= Xin (heart-mind) =

Concept in Chinese philosophy

In Chinese philosophy and East Asian thought more generally, xin (心 (xīn), Vietnamese: tâm, Japanese: jin) refers to the "heart" and "mind". Translated directly, xin refers to the physical heart, though it also refers to the "mind" as the ancient Chinese believed the heart was the center of human cognition. However, emotion and reason were not considered as separate, but rather as coextensive; xin is as much cognitive as emotional, being simultaneously associated with thought and feeling. For these reasons, it is also often translated as "heart-mind". It has a connotation of intention, yet can be used to refer to long-term goals.

== Confucianism ==
Xunzi, an important early Confucian thinker, considered xin (心) to be cultivated during one's life, in contrast to innate qualities of xing (性 (xìng)), or human nature.

== Daoism ==
A Daoist view described by Zhuang Zhou, describes xin (心) as being socialised, with environmental pressures influencing personal intentions, sometimes in such a way that can provoke disagreements and conflict. Whereas Confucians viewed it necessary to cultivate xin to develop de, or moral virtue, Zhuang Zhou considered this socialisation to be detrimental to one's personal nature.

== Buddhism ==
In East Asian Buddhism, the term "心" - "heart-mind," encompasses a holistic understanding of the mind, integrating thoughts, emotions, and consciousness as a unified entity. In the East Asian tradition, it is often seen as the core of one's being and the source of perception, emotion, and volition.

The East Asian conception of 心 is rooted in the Indian Buddhist concept of citta, which refers to the mind or consciousness but carries connotations of the innermost intention or mental state. In Indian Mahayana texts, one's citta is often regarded as the starting point of spiritual practice and the site of both defilement and potential awakening. The Indian idea of the inherently pure mind popular in Mahayana influenced East Asian interpretations, which expanded on it by emphasizing the innate purity and potential enlightenment of the heart-mind. This evolution of citta into the East Asian heart-mind reflects a synthesis of Indian Buddhist teachings with native philosophical ideas, resulting in a unique understanding central to various East Asian Buddhist schools.

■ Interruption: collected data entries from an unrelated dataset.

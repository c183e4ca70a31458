mod common;

use serde_json::Value;
use sqlx::PgPool;

#[sqlx::test]
async fn test_health_endpoint_success(pool: PgPool) {
    let server = common::create_test_server(pool);

    let response = server.get("/healthz").await;

    response.assert_status_ok();

    let json = response.json::<Value>();
    assert_eq!(json["status"], "healthy");
    assert_eq!(json["checks"]["database"]["status"], "ok");
    assert!(json.get("version").is_some());
}

#[sqlx::test]
async fn test_health_endpoint_degraded_when_pool_closed(pool: PgPool) {
    let server = common::create_test_server(pool.clone());
    pool.close().await;

    let response = server.get("/healthz").await;

    response.assert_status(axum::http::StatusCode::SERVICE_UNAVAILABLE);

    let json = response.json::<Value>();
    assert_eq!(json["status"], "degraded");
    assert_eq!(json["checks"]["database"]["status"], "error");
    assert_eq!(json["checks"]["database"]["message"], "Database unreachable");
}

#[sqlx::test]
async fn test_database_failure_is_generic_500(pool: PgPool) {
    let server = common::create_test_server(pool.clone());
    pool.close().await;

    let response = server.get("/api/links").await;

    response.assert_status(axum::http::StatusCode::INTERNAL_SERVER_ERROR);
    assert_eq!(response.json::<Value>()["error"], "Internal server error");
}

Zen Buddhism emphasizes the direct experience of the ultimate source of the heart-mind, described as the "One Mind" in sources like Awakening of Faith. The practice of zazen (seated meditation) and the use of kōans are methods to transcend dualistic thinking and realize one's true nature, which is the "true mind" (真心) or the "Buddha-mind" i.e. buddha-nature. In Zen, awakening is often described as a direct realization of the true heart-mind, free from delusions.

Pure Land Buddhism meanwhile emphasizes the role of a mind of faith. In this tradition, the sincere and faithful invocation of Buddha Amitābha's name is seen as an expression of one's pure and devoted heart-mind, leading to rebirth in the Pure Land. This idea becomes the central soteriological concern in Japanese Pure Land Buddhism, especially Jodo Shinshu which emphasizes the "mind of true entrusting" (Shinjin 信心).